Vila Real's privileged location at the crossroad between the Porto-Bragança and Viseu-Chaves roads allowed for a sustained growth over the centuries. Starting from the 17th century, the House of Vila Real attracted the nobility to an extent that during that time the city housed more members of the royal family than any other settlement in Portugal except the capital in Lisbon, and family coats of arms remain above old houses and manors, some of which are still occupied by those families. Vineyards were introduced to the municipality in 1764, growing red, white and rosé wines for export. Despite its royal presence, Vila Real remained with the status of town until the increase in population in the 19th century, which led to it gaining the status of capital of the Vila Real District and the historic province of Trás-os-Montes e Alto Douro.
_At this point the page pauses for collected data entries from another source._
//! Argument parsing and runtime settings of the CLI.

use super::{Cli, Commands};
use crate::cli::scripts::ScriptsCommand;
use clap::Parser;
use std::path::PathBuf;

#[test]
fn test_help_is_reported_as_error() {
    assert!(Cli::try_parse_from(["lpm", "--help"]).is_err());
    assert!(Cli::try_parse_from(["lpm"]).is_err());
}

#[test]
fn test_default_package_is_windsurf() {
    let cli = Cli::try_parse_from(["lpm", "version"]).unwrap();
    assert_eq!(cli.package, "windsurf");
    assert!(matches!(cli.command, Commands::Version(_)));
}

#[test]
fn test_global_flags_after_subcommand() {
    let cli = Cli::try_parse_from([
        "lpm",
        "install",
        "--package",
        "tool",
        "--config",
        "/tmp/lpm.toml",
        "--no-progress",
    ])
    .unwrap();
    assert_eq!(cli.package, "tool");
    assert_eq!(cli.config, Some(PathBuf::from("/tmp/lpm.toml")));
    assert!(cli.no_progress);
}

#[test]
fn test_install_flags() {
    let cli = Cli::try_parse_from(["lpm", "install", "--force", "--skip-auto-update"]).unwrap();
    match cli.command {
        Commands::Install(cmd) => {
            assert!(cmd.force);
            assert!(cmd.skip_auto_update);
        }
        other => panic!("Expected install, got {other:?}"),
    }
}

#[test]
fn test_uninstall_keep_config() {
    let cli = Cli::try_parse_from(["lpm", "uninstall", "--keep-config"]).unwrap();
    match cli.command {
        Commands::Uninstall(cmd) => assert!(cmd.keep_config),
        other => panic!("Expected uninstall, got {other:?}"),
    }
}

#[test]
fn test_bare_clone_default_location() {
    let cli = Cli::try_parse_from(["lpm", "bare-clone", "git@example.com:o/r.git"]).unwrap();
    match cli.command {
        Commands::BareClone(cmd) => {
            assert_eq!(cmd.repository, "git@example.com:o/r.git");
            assert_eq!(cmd.location, PathBuf::from(".bare"));
        }
        other => panic!("Expected bare-clone, got {other:?}"),
    }

    let cli = Cli::try_parse_from(["lpm", "bare-clone", "repo", "--location", "repo.git"]).unwrap();
    match cli.command {
        Commands::BareClone(cmd) => assert_eq!(cmd.location, PathBuf::from("repo.git")),
        other => panic!("Expected bare-clone, got {other:?}"),
    }
}

#[test]
fn test_scripts_subcommands() {
    let cli = Cli::try_parse_from(["lpm", "scripts", "list"]).unwrap();
    assert!(matches!(cli.command, Commands::Scripts(ScriptsCommand::List)));

    let cli = Cli::try_parse_from(["lpm", "scripts", "install", "git-bare-clone", "--download"]).unwrap();
    match cli.command {
        Commands::Scripts(ScriptsCommand::Install {
            name,
            download,
        }) => {
            assert_eq!(name, "git-bare-clone");
            assert!(download);
        }
        other => panic!("Expected scripts install, got {other:?}"),
    }

    assert!(Cli::try_parse_from(["lpm", "scripts", "install"]).is_err());
}

#[test]
fn test_verbose_conflicts_with_quiet() {
    assert!(Cli::try_parse_from(["lpm", "--verbose", "--quiet", "version"]).is_err());
}

#[test]
fn test_build_config_log_levels() {
    let cli = Cli::try_parse_from(["lpm", "version"]).unwrap();
    assert_eq!(cli.build_config().log_level.as_deref(), Some("info"));

    let cli = Cli::try_parse_from(["lpm", "-v", "version"]).unwrap();
    assert_eq!(cli.build_config().log_level.as_deref(), Some("debug"));

    let cli = Cli::try_parse_from(["lpm", "-q", "version"]).unwrap();
    assert_eq!(cli.build_config().log_level.as_deref(), Some("warn"));
}

#[test]
fn test_build_config_carries_flags() {
    let cli = Cli::try_parse_from(["lpm", "--no-progress", "-c", "custom.toml", "update"]).unwrap();
    assert_eq!(cli.config, Some(PathBuf::from("custom.toml")));
    let config = cli.build_config();
    assert!(config.no_progress);
}
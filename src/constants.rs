//! Global constants used throughout the LPM codebase.
//!
//! Timeouts, default endpoints, environment variable names and the file names
//! LPM generates. Paths here are relative; the absolute locations come from
//! [`crate::config::Layout`].

use std::time::Duration;

/// Package managed when `--package` is not given.
pub const DEFAULT_PACKAGE: &str = "windsurf";

/// Latest-release endpoint of the built-in windsurf package.
pub const WINDSURF_API_URL: &str =
    "https://windsurf-stable.codeium.com/api/update/linux-x64/stable/latest";

/// Timeout for external commands (5 minutes).
///
/// Applies to `tar`, `git` and `systemctl` unless a command sets its own.
pub const DEFAULT_COMMAND_TIMEOUT: Duration = Duration::from_secs(300);

/// Timeout for `systemctl --user` calls (30 seconds).
pub const SYSTEMCTL_TIMEOUT: Duration = Duration::from_secs(30);

/// Default HTTP connect timeout in seconds.
pub const DEFAULT_CONNECT_TIMEOUT_SECS: u64 = 30;

/// Default HTTP read timeout in seconds.
///
/// This bounds the wait for each chunk, not the whole download.
pub const DEFAULT_READ_TIMEOUT_SECS: u64 = 120;

/// Environment variable that disables progress indicators.
pub const NO_PROGRESS_ENV: &str = "LPM_NO_PROGRESS";

/// Environment variable pointing at an alternative config file.
pub const CONFIG_PATH_ENV: &str = "LPM_CONFIG_PATH";

/// Directory under the home directory holding LPM's own configuration.
pub const LPM_CONFIG_DIR: &str = ".lpm";

/// File name of LPM's configuration file.
pub const CONFIG_FILE_NAME: &str = "config.toml";

/// Prefix of the generated update command (`update-<package>`).
pub const UPDATE_SCRIPT_PREFIX: &str = "update-";

/// Suffix of the systemd unit names (`<package>-update.service`/`.timer`).
pub const SYSTEMD_UNIT_SUFFIX: &str = "-update";

/// Default location of a bare repository created by `bare-clone`.
pub const DEFAULT_BARE_LOCATION: &str = ".bare";

/// Default base URL that script wrappers fetch from.
pub const DEFAULT_SCRIPTS_BASE_URL: &str = "https://scripts.joshthomas.dev";

/// Default command that runs a fetched script.
pub const DEFAULT_SCRIPT_RUNNER: &str = "uv run --quiet";

/// Version reported when the metadata file lacks the version field.
pub const UNKNOWN_VERSION: &str = "unknown";
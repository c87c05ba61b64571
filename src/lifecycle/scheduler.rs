//! Scheduled updates through a systemd user timer
//!
//! Registration writes `<package>-update.service` and `<package>-update.timer`
//! and activates the timer with `systemctl --user`. Every step is advisory:
//! systems without a user systemd instance still get a working install.

use crate::config::{Layout, PackageSpec, SchedulerConfig};
use crate::lifecycle::artifacts::{ArtifactRenderer, remove_artifact, write_artifact};
use crate::lifecycle::report::{Artifact, Step, StepOutcome};
use crate::process::ProcessCommand;
use anyhow::Result;

/// Registers and unregisters the update timer of a package.
#[derive(Debug, Clone)]
pub struct UpdateScheduler {
    systemctl: String,
    enabled: bool,
}

impl UpdateScheduler {
    #[must_use]
    pub fn new(config: &SchedulerConfig) -> Self {
        Self {
            systemctl: config.systemctl.clone(),
            enabled: config.enabled,
        }
    }

    /// Whether install registers the timer.
    #[must_use]
    pub fn enabled(&self) -> bool {
        self.enabled
    }

    async fn systemctl(&self, args: &[&str]) -> Result<()> {
        ProcessCommand::systemctl_user(&self.systemctl, args.iter().copied())
            .with_context("Managing update timer")
            .execute_success()
            .await
    }

    async fn activate(&self, timer_unit: &str) -> Result<StepOutcome> {
        self.systemctl(&["daemon-reload"]).await?;
        self.systemctl(&["enable", timer_unit]).await?;
        self.systemctl(&["start", timer_unit]).await?;
        tracing::info!(target: "lifecycle", "Enabled {}", timer_unit);
        Ok(StepOutcome::Applied)
    }

    /// Writes both units, then reloads systemd and enables and starts the timer.
    ///
    /// Activation is skipped when a unit file could not be written.
    pub async fn register(&self, renderer: &ArtifactRenderer, layout: &Layout, spec: &PackageSpec) -> Vec<Step> {
        let service_path = layout.service_path(spec);
        let timer_path = layout.timer_path(spec);

        let service =
            write_artifact(Artifact::ServiceUnit, &service_path, renderer.service_unit(layout, spec), false);
        let timer = write_artifact(Artifact::TimerUnit, &timer_path, renderer.timer_unit(spec), false);

        let timer_unit = format!("{}.timer", Layout::unit_stem(spec));
        let activation = if service.advisory().is_some() || timer.advisory().is_some() {
            Step::new(
                Artifact::ScheduledUpdate,
                &timer_path,
                StepOutcome::Skipped("unit files could not be written".to_string()),
            )
        } else {
            let result = self.activate(&timer_unit).await;
            Step::from_result(Artifact::ScheduledUpdate, &timer_path, result)
        };

        vec![service, timer, activation]
    }

    /// Stops and disables the timer, removes both units and reloads systemd.
    ///
    /// Stopping and disabling are best effort and only attempted when the timer
    /// unit exists. Missing units count as removed.
    pub async fn unregister(&self, layout: &Layout, spec: &PackageSpec) -> Vec<Step> {
        let service_path = layout.service_path(spec);
        let timer_path = layout.timer_path(spec);
        let timer_unit = format!("{}.timer", Layout::unit_stem(spec));

        let deactivation = if timer_path.exists() {
            let mut failures = Vec::new();
            for action in ["stop", "disable"] {
                if let Err(e) = self.systemctl(&[action, timer_unit.as_str()]).await {
                    tracing::debug!(target: "lifecycle", "systemctl {} {} failed: {:#}", action, timer_unit, e);
                    failures.push(action);
                }
            }
            let outcome = if failures.is_empty() {
                StepOutcome::Applied
            } else {
                StepOutcome::Skipped(format!("could not {} the timer", failures.join(" or ")))
            };
            Step::new(Artifact::ScheduledUpdate, &timer_path, outcome)
        } else {
            Step::new(Artifact::ScheduledUpdate, &timer_path, StepOutcome::Absent)
        };

        let service = remove_artifact(Artifact::ServiceUnit, &service_path);
        let timer = remove_artifact(Artifact::TimerUnit, &timer_path);

        if (service.outcome == StepOutcome::Applied || timer.outcome == StepOutcome::Applied)
            && let Err(e) = self.systemctl(&["daemon-reload"]).await
        {
            tracing::debug!(target: "lifecycle", "systemctl daemon-reload failed: {:#}", e);
        }

        vec![deactivation, service, timer]
    }
}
The Roman Catholic Diocese of Vila Real was created in 1922 from the dioceses of Bragança-Miranda, Braga and Lamego and Vila Real finally gained city status under the Portuguese Republic in 1925.
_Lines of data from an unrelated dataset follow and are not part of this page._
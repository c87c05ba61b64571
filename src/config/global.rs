//! User configuration for LPM.
//!
//! LPM works without any configuration file. When one exists it can relocate
//! the install layout, tune network timeouts, control the scheduled update, and
//! describe additional packages and scripts.
//!
//! # Configuration File Location
//!
//! The first of these that applies is used:
//!
//! 1. The `--config <path>` flag
//! 2. The `LPM_CONFIG_PATH` environment variable
//! 3. `~/.lpm/config.toml`
//!
//! A missing file means defaults.
//!
//! # File Format
//!
//! ```toml
//! [layout]
//! bin_dir = "~/bin"
//!
//! [network]
//! connect_timeout_secs = 10
//! read_timeout_secs = 60
//!
//! [scheduler]
//! enabled = true
//! systemctl = "systemctl"
//!
//! [packages.windsurf]
//! api_url = "https://windsurf-stable.codeium.com/api/update/linux-x64/stable/latest"
//!
//! [scripts]
//! base_url = "https://scripts.joshthomas.dev"
//! runner = "uv run --quiet"
//!
//! [scripts.entries]
//! my-tool = "my_tool.py"
//! ```

use crate::config::layout::{Layout, LayoutOverrides};
use crate::config::package::{PackageConfig, PackageSpec};
use crate::constants::{
    CONFIG_FILE_NAME, CONFIG_PATH_ENV, DEFAULT_CONNECT_TIMEOUT_SECS, DEFAULT_READ_TIMEOUT_SECS,
    DEFAULT_SCRIPT_RUNNER, DEFAULT_SCRIPTS_BASE_URL, LPM_CONFIG_DIR,
};
use crate::core::LpmError;
use anyhow::{Context, Result};
use serde::{Deserialize, Serialize};
use std::collections::BTreeMap;
use std::path::{Path, PathBuf};
use std::time::Duration;
use tokio::fs;

/// HTTP client settings.
#[derive(Debug, Clone, PartialEq, Eq, Serialize, Deserialize)]
#[serde(default, deny_unknown_fields)]
pub struct NetworkConfig {
    /// Seconds allowed for establishing a connection
    pub connect_timeout_secs: u64,
    /// Seconds allowed between received chunks
    pub read_timeout_secs: u64,
    /// `User-Agent` header; defaults to `lpm/<version>`
    #[serde(skip_serializing_if = "Option::is_none")]
    pub user_agent: Option<String>,
}

impl Default for NetworkConfig {
    fn default() -> Self {
        Self {
            connect_timeout_secs: DEFAULT_CONNECT_TIMEOUT_SECS,
            read_timeout_secs: DEFAULT_READ_TIMEOUT_SECS,
            user_agent: None,
        }
    }
}

impl NetworkConfig {
    /// Connect timeout as a [`Duration`]
    #[must_use]
    pub const fn connect_timeout(&self) -> Duration {
        Duration::from_secs(self.connect_timeout_secs)
    }

    /// Read timeout as a [`Duration`]
    #[must_use]
    pub const fn read_timeout(&self) -> Duration {
        Duration::from_secs(self.read_timeout_secs)
    }

    /// Effective `User-Agent` header value
    #[must_use]
    pub fn user_agent(&self) -> String {
        self.user_agent
            .clone()
            .unwrap_or_else(|| format!("lpm/{}", env!("CARGO_PKG_VERSION")))
    }
}

/// Scheduled update (systemd user timer) settings.
#[derive(Debug, Clone, PartialEq, Eq, Serialize, Deserialize)]
#[serde(default, deny_unknown_fields)]
pub struct SchedulerConfig {
    /// Register the timer on install. `--skip-auto-update` overrides this per call.
    pub enabled: bool,
    /// Program used for `--user daemon-reload|enable|start|stop|disable`
    pub systemctl: String,
}

impl Default for SchedulerConfig {
    fn default() -> Self {
        Self {
            enabled: true,
            systemctl: "systemctl".to_string(),
        }
    }
}

/// Script wrapper settings.
#[derive(Debug, Clone, PartialEq, Eq, Serialize, Deserialize)]
#[serde(default, deny_unknown_fields)]
pub struct ScriptsConfig {
    /// URL that script file names are appended to
    pub base_url: String,
    /// Command that runs a remote script
    pub runner: String,
    /// Additional `command name = "file name"` catalog entries
    #[serde(skip_serializing_if = "BTreeMap::is_empty")]
    pub entries: BTreeMap<String, String>,
}

impl Default for ScriptsConfig {
    fn default() -> Self {
        Self {
            base_url: DEFAULT_SCRIPTS_BASE_URL.to_string(),
            runner: DEFAULT_SCRIPT_RUNNER.to_string(),
            entries: BTreeMap::new(),
        }
    }
}

/// Root of the LPM configuration file.
#[derive(Debug, Clone, Default, PartialEq, Eq, Serialize, Deserialize)]
#[serde(deny_unknown_fields)]
pub struct LpmConfig {
    /// Path overrides
    #[serde(default)]
    pub layout: LayoutOverrides,
    /// HTTP client settings
    #[serde(default)]
    pub network: NetworkConfig,
    /// Scheduled update settings
    #[serde(default)]
    pub scheduler: SchedulerConfig,
    /// Package tables keyed by package name
    #[serde(default, skip_serializing_if = "BTreeMap::is_empty")]
    pub packages: BTreeMap<String, PackageConfig>,
    /// Script wrapper settings
    #[serde(default)]
    pub scripts: ScriptsConfig,
}

impl LpmConfig {
    /// Load from an explicit path, `LPM_CONFIG_PATH`, or the default location.
    ///
    /// # Errors
    ///
    /// Returns an error if the file exists but cannot be read or parsed. An
    /// explicit path that does not exist is also an error.
    pub async fn load_with_optional(path: Option<PathBuf>) -> Result<Self> {
        if let Some(path) = path {
            return Self::load_from(&path).await;
        }

        let path = match std::env::var_os(CONFIG_PATH_ENV) {
            Some(env_path) if !env_path.is_empty() => PathBuf::from(env_path),
            _ => Self::default_path()?,
        };

        if path.exists() {
            Self::load_from(&path).await
        } else {
            tracing::debug!("No config file at {}, using defaults", path.display());
            Ok(Self::default())
        }
    }

    /// Load configuration from a specific file path.
    pub async fn load_from(path: &Path) -> Result<Self> {
        let content = fs::read_to_string(path)
            .await
            .with_context(|| format!("Failed to read config from {}", path.display()))?;

        let config: Self = toml::from_str(&content)
            .with_context(|| format!("Failed to parse config from {}", path.display()))?;

        tracing::debug!("Loaded config from {}", path.display());
        Ok(config)
    }

    /// `~/.lpm/config.toml`
    pub fn default_path() -> Result<PathBuf> {
        let home = dirs::home_dir()
            .ok_or_else(|| anyhow::anyhow!("Unable to determine home directory"))?;
        Ok(home.join(LPM_CONFIG_DIR).join(CONFIG_FILE_NAME))
    }

    /// Resolved install layout for the current user.
    pub fn layout(&self) -> Result<Layout> {
        Layout::resolve(&self.layout)
    }

    /// Full spec of package `name`.
    ///
    /// # Errors
    ///
    /// [`LpmError::UnknownPackage`] when `name` is neither built in nor configured,
    /// [`LpmError::ConfigError`] when its table is incomplete.
    pub fn package(&self, name: &str) -> Result<PackageSpec, LpmError> {
        match self.packages.get(name) {
            Some(table) => table.resolve(name),
            None if name == PackageSpec::windsurf().name => Ok(PackageSpec::windsurf()),
            None => Err(LpmError::UnknownPackage {
                name: name.to_string(),
                available: self.package_names(),
            }),
        }
    }

    /// Names of all packages that can be managed, sorted.
    #[must_use]
    pub fn package_names(&self) -> Vec<String> {
        let mut names: Vec<String> = self.packages.keys().cloned().collect();
        let builtin = PackageSpec::windsurf().name;
        if !names.contains(&builtin) {
            names.push(builtin);
        }
        names.sort();
        names
    }
}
It was the fourth Portuguese city to have public supply of electricity, but it was the first to produce hydroelectric power, from 1894 to 1926 in the Hydroelectric Power Plant of Biel, located near the Corgo River, named after Karl Emil Biel.
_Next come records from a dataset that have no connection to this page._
impl ErrorContext {
    /// Create a new error context with no suggestion or details.
    #[must_use]
    pub const fn new(error: LpmError) -> Self {
        Self {
            error,
            suggestion: None,
            details: None,
        }
    }

    /// Add a suggestion for resolving the error.
    pub fn with_suggestion(mut self, suggestion: impl Into<String>) -> Self {
        self.suggestion = Some(suggestion.into());
        self
    }

    /// Add details explaining the error.
    pub fn with_details(mut self, details: impl Into<String>) -> Self {
        self.details = Some(details.into());
        self
    }

    /// Print the error context to stderr with terminal colors.
    pub fn display(&self) {
        eprintln!("{}: {}", "error".red().bold(), self.error);

        if let Some(details) = &self.details {
            eprintln!("{}: {}", "details".yellow(), details);
        }

        if let Some(suggestion) = &self.suggestion {
            eprintln!("{}: {}", "suggestion".green(), suggestion);
        }
    }
}

impl fmt::Display for ErrorContext {
    fn fmt(&self, f: &mut fmt::Formatter<'_>) -> fmt::Result {
        write!(f, "{}", self.error)?;

        if let Some(details) = &self.details {
            write!(f, "\nDetails: {details}")?;
        }

        if let Some(suggestion) = &self.suggestion {
            write!(f, "\nSuggestion: {suggestion}")?;
        }

        Ok(())
    }
}

impl std::error::Error for ErrorContext {}

/// Convert any error to a user-friendly [`ErrorContext`] with actionable suggestions.
///
/// Recognizes [`LpmError`] anywhere in the error chain, then [`std::io::Error`],
/// [`toml::de::Error`] and [`reqwest::Error`]. Anything else is reported with its
/// full cause chain.
#[must_use]
pub fn user_friendly_error(error: anyhow::Error) -> ErrorContext {
    if let Some(lpm_error) = error.chain().find_map(|cause| cause.downcast_ref::<LpmError>()) {
        let mut ctx = create_error_context(lpm_error.clone());
        // Keep the outer context messages, they say what was being attempted
        let outer: Vec<String> = error
            .chain()
            .take_while(|cause| cause.downcast_ref::<LpmError>().is_none())
            .map(std::string::ToString::to_string)
            .collect();
        if !outer.is_empty() && ctx.details.is_none() {
            ctx.details = Some(outer.join(": "));
        }
        return ctx;
    }

    if let Some(io_error) = error.downcast_ref::<std::io::Error>() {
        match io_error.kind() {
            std::io::ErrorKind::PermissionDenied => {
                return ErrorContext::new(LpmError::FileSystemError {
                    operation: "file access".to_string(),
                    path: "unknown".to_string(),
                    reason: io_error.to_string(),
                })
                .with_suggestion("Check ownership and permissions of the install, bin and config directories")
                .with_details("LPM only writes inside your home directory and never needs elevated permissions");
            }
            std::io::ErrorKind::NotFound => {
                return ErrorContext::new(LpmError::FileSystemError {
                    operation: "file access".to_string(),
                    path: "unknown".to_string(),
                    reason: io_error.to_string(),
                })
                .with_suggestion("Check that the file or directory exists and the path is correct");
            }
            _ => {}
        }
    }

    if let Some(toml_error) = error.downcast_ref::<toml::de::Error>() {
        return ErrorContext::new(LpmError::ConfigError {
            message: toml_error.to_string(),
        })
        .with_suggestion("Check the TOML syntax in your lpm config file (~/.lpm/config.toml)");
    }

    if let Some(http_error) = error.downcast_ref::<reqwest::Error>() {
        let url = http_error.url().map(ToString::to_string).unwrap_or_else(|| "unknown".to_string());
        return create_error_context(LpmError::NetworkError {
            url,
            reason: http_error.to_string(),
        });
    }

    // Generic error - include the full error chain for better diagnostics
    let mut message = error.to_string();
    let chain: Vec<String> =
        error.chain().skip(1).map(std::string::ToString::to_string).collect();

    if !chain.is_empty() {
        message.push_str("\n\nCaused by:");
        for (i, cause) in chain.iter().enumerate() {
            message.push_str(&format!("\n  {}: {}", i + 1, cause));
        }
    }

    ErrorContext::new(LpmError::Other {
        message,
    })
}

/// Map each [`LpmError`] variant to a context with tailored suggestions.
fn create_error_context(error: LpmError) -> ErrorContext {
    match &error {
        LpmError::NetworkError { reason, .. } => {
            let details = reason.clone();
            ErrorContext::new(error)
                .with_suggestion("Check your internet connection and that the update server is reachable, then try again")
                .with_details(details)
        }

        LpmError::MalformedResponse { .. } => ErrorContext::new(error)
            .with_suggestion("The version endpoint may have changed format. Check `version_field`/`url_field` in your package configuration")
            .with_details("The version endpoint must return a JSON object containing a version string and a download URL"),

        LpmError::ExtractionError { reason, .. } => {
            let details = reason.clone();
            ErrorContext::new(error)
                .with_suggestion("The download may be corrupted or not a gzip-compressed tar archive. Try again later")
                .with_details(details)
        }

        LpmError::FileSystemError { reason, .. } => {
            let details = reason.clone();
            ErrorContext::new(error)
                .with_suggestion("Check free disk space and permissions on the target directory")
                .with_details(details)
        }

        LpmError::AlreadyInstalled { .. } => ErrorContext::new(error)
            .with_suggestion("Use `lpm install --force` to reinstall, or `lpm update` to upgrade in place"),

        LpmError::NotInstalled { package } => {
            let suggestion = format!("Run `lpm --package {package} install` first");
            ErrorContext::new(error).with_suggestion(suggestion)
        }

        LpmError::MetadataMissing { package, .. } => {
            let suggestion = format!("The installation looks incomplete. Reinstall with `lpm --package {package} install --force`");
            ErrorContext::new(error).with_suggestion(suggestion)
        }

        LpmError::CommandFailed { program, stderr, .. } => {
            let suggestion = format!("Try running the {program} command manually for more details");
            let details = stderr.trim().to_string();
            let ctx = ErrorContext::new(error).with_suggestion(suggestion);
            if details.is_empty() {
                ctx
            } else {
                ctx.with_details(details)
            }
        }

        LpmError::CommandNotFound { program } => {
            let suggestion = format!("Install {program} with your system package manager and make sure it is in PATH");
            ErrorContext::new(error).with_suggestion(suggestion)
        }

        LpmError::CommandTimeout { .. } => ErrorContext::new(error)
            .with_suggestion("Check your network connection and try again")
            .with_details("External commands are stopped when they exceed their timeout"),

        LpmError::ConfigError { .. } => ErrorContext::new(error)
            .with_suggestion("Check your lpm config file (~/.lpm/config.toml or the path given with --config)"),

        LpmError::UnknownPackage { available, .. } => {
            let details = format!("Configured packages: {}", available.join(", "));
            ErrorContext::new(error)
                .with_suggestion("Add a [packages.<name>] section to your lpm config, or pick a configured package")
                .with_details(details)
        }

        LpmError::UnknownScript { available, suggestion, .. } => {
            let details = format!(
                "Available scripts for installation:\n{}",
                available.iter().map(|name| format!("  - {name}")).collect::<Vec<_>>().join("\n")
            );
            let ctx = ErrorContext::new(error.clone()).with_details(details);
            match suggestion {
                Some(close) => ctx.with_suggestion(format!("Did you mean '{close}'?")),
                None => ctx.with_suggestion("Run `lpm scripts list` to see available scripts"),
            }
        }

        _ => ErrorContext::new(error),
    }
}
The city experienced a great development with the establishment of the University of Trás-os-Montes and Alto Douro in 1986, succeeding the Polytechnic Institute of Vila Real created in 1973, contributing to an increase and revitalization of the population. In 2017 there were 6 651 students enrolled in higher education.

In the last couple of years, several cultural facilities were built, such as the Vila Real Theater, the Vila Velha Museum, the Sound and Image Museum, the Regional Conservatory of Music and the transfer of the Dr. Júlio Teixeira Public Library and Municipal Archive to new buildings, bringing some dynamism and progress to the city. Various areas of the city have also been rehabilitated, such as the Centro Histórico, the Vila Velha and traditional typical neighbourhoods like Bairro dos Ferreiros and Bairro S. Vicente de Paulo. The area surrounding the Corgo River has also been rehabilitated, becoming the Corgo Park, the Forest Park and the Codessais Recreational Complex, including cultural components as the Vila Real Science Center and the Urban Ecology Agency.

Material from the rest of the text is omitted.